Below are the entries; return every line among them that holds the word "impl".
-- EXERCISE DATA follows --
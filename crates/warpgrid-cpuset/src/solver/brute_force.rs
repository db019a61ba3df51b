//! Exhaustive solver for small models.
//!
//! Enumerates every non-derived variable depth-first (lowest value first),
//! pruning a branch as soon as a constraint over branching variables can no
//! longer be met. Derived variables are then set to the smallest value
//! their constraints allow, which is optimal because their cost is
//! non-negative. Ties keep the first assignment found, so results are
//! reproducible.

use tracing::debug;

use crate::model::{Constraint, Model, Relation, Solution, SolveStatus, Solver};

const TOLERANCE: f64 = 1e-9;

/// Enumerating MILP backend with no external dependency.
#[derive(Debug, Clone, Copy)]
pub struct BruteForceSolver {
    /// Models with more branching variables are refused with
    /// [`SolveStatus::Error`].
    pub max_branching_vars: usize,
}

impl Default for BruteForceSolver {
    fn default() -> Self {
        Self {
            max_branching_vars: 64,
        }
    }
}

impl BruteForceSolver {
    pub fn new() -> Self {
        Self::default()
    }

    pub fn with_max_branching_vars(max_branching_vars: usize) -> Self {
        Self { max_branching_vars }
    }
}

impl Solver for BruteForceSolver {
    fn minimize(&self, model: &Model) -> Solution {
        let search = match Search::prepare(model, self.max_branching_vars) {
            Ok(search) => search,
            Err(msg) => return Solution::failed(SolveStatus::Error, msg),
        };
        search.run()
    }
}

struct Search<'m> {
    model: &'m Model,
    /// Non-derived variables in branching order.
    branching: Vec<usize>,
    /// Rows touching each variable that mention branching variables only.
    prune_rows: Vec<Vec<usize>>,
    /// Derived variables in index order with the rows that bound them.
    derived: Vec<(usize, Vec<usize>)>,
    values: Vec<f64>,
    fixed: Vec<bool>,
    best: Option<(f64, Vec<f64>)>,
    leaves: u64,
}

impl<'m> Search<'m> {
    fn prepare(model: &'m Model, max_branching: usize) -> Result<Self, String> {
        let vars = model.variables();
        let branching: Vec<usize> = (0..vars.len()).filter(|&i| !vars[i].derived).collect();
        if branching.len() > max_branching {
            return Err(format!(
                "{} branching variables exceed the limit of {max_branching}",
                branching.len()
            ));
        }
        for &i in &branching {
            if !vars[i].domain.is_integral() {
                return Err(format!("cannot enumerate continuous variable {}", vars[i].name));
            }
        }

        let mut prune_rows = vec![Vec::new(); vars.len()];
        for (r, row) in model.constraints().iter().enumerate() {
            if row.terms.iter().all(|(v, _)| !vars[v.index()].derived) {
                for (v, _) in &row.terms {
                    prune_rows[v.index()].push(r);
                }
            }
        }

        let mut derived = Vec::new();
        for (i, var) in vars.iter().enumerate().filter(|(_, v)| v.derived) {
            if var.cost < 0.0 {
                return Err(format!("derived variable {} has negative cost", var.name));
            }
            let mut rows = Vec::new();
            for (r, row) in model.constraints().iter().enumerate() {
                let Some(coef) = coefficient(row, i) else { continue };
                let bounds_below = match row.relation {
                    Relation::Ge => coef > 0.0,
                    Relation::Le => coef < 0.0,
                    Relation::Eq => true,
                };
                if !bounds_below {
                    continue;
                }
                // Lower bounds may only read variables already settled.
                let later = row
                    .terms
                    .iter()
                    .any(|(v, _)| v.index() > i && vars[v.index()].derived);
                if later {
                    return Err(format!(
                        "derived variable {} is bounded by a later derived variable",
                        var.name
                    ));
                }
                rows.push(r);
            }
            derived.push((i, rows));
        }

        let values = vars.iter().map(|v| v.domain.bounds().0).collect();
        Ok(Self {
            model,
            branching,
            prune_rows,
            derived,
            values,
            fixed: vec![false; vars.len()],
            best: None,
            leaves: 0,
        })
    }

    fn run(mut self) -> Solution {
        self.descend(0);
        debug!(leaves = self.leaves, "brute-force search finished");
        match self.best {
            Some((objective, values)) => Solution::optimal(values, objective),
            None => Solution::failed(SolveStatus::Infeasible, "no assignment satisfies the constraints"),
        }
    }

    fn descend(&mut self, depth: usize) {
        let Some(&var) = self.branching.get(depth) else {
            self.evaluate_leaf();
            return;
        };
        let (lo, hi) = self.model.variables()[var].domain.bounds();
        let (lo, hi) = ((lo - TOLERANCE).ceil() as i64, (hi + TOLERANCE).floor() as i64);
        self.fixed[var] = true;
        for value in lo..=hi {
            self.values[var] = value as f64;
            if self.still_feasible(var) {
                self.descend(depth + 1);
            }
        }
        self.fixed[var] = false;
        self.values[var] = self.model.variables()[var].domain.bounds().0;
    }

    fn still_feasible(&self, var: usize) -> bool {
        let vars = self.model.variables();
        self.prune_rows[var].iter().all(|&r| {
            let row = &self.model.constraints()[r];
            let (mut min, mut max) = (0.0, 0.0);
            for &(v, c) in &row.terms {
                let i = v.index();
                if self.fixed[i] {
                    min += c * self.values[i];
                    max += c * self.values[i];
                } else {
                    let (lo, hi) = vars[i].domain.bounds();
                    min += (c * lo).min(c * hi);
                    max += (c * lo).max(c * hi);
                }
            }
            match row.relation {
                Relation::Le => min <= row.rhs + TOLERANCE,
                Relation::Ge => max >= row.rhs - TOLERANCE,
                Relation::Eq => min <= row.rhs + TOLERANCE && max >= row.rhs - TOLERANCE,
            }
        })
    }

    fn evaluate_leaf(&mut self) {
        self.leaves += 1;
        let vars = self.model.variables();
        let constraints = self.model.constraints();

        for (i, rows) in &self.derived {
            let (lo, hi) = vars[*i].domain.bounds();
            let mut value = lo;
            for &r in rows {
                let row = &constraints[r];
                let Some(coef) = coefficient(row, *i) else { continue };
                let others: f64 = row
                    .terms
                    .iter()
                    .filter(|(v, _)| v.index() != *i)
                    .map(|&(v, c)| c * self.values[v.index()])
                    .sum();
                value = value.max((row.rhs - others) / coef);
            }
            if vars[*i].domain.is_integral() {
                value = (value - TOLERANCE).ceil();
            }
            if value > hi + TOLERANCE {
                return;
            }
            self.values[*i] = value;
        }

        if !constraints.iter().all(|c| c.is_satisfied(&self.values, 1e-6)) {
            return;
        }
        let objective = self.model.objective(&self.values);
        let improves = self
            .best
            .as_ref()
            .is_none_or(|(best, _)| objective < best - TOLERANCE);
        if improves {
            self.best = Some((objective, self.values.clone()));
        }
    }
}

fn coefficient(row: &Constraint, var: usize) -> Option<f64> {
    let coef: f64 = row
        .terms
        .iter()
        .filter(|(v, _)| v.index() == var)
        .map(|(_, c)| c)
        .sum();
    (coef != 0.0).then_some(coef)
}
-- EXERCISE DATA concluded --
-- EXERCISE DATA follows --
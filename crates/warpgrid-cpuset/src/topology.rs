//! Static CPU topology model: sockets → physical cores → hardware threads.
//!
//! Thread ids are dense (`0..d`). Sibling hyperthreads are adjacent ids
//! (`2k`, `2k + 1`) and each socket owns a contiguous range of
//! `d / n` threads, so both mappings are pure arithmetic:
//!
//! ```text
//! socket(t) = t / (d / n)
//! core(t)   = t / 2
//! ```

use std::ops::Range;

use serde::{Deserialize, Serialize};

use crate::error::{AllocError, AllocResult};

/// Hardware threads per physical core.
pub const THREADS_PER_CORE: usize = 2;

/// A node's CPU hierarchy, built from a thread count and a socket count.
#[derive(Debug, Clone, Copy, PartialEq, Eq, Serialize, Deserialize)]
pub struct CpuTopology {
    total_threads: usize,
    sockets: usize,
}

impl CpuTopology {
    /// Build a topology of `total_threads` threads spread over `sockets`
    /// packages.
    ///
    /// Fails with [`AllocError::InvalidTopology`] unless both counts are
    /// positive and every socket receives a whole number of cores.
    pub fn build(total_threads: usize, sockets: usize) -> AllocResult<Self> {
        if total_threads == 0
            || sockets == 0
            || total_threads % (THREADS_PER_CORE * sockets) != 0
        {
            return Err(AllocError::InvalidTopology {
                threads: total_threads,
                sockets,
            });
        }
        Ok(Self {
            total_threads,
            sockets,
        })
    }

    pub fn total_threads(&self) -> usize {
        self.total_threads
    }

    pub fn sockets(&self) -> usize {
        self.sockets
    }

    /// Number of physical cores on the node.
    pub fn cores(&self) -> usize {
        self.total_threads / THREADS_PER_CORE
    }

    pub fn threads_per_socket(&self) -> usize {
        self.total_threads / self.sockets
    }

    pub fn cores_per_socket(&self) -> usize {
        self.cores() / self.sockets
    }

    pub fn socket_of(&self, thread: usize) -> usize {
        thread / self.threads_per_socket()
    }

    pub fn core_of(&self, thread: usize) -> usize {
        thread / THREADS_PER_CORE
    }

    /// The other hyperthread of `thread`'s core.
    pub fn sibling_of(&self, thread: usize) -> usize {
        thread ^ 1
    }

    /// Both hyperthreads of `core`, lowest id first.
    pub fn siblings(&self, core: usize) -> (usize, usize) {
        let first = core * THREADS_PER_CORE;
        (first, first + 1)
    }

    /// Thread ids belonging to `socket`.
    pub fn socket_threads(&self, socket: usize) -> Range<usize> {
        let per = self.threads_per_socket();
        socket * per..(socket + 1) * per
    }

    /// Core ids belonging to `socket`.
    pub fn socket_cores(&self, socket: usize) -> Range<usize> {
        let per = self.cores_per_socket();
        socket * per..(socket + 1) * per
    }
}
-- EXERCISE DATA concluded --
RESPONSE BELOW:
impl Default for BruteForceSolver {
impl BruteForceSolver {
impl Solver for BruteForceSolver {
impl<'m> Search<'m> {
impl CpuTopology {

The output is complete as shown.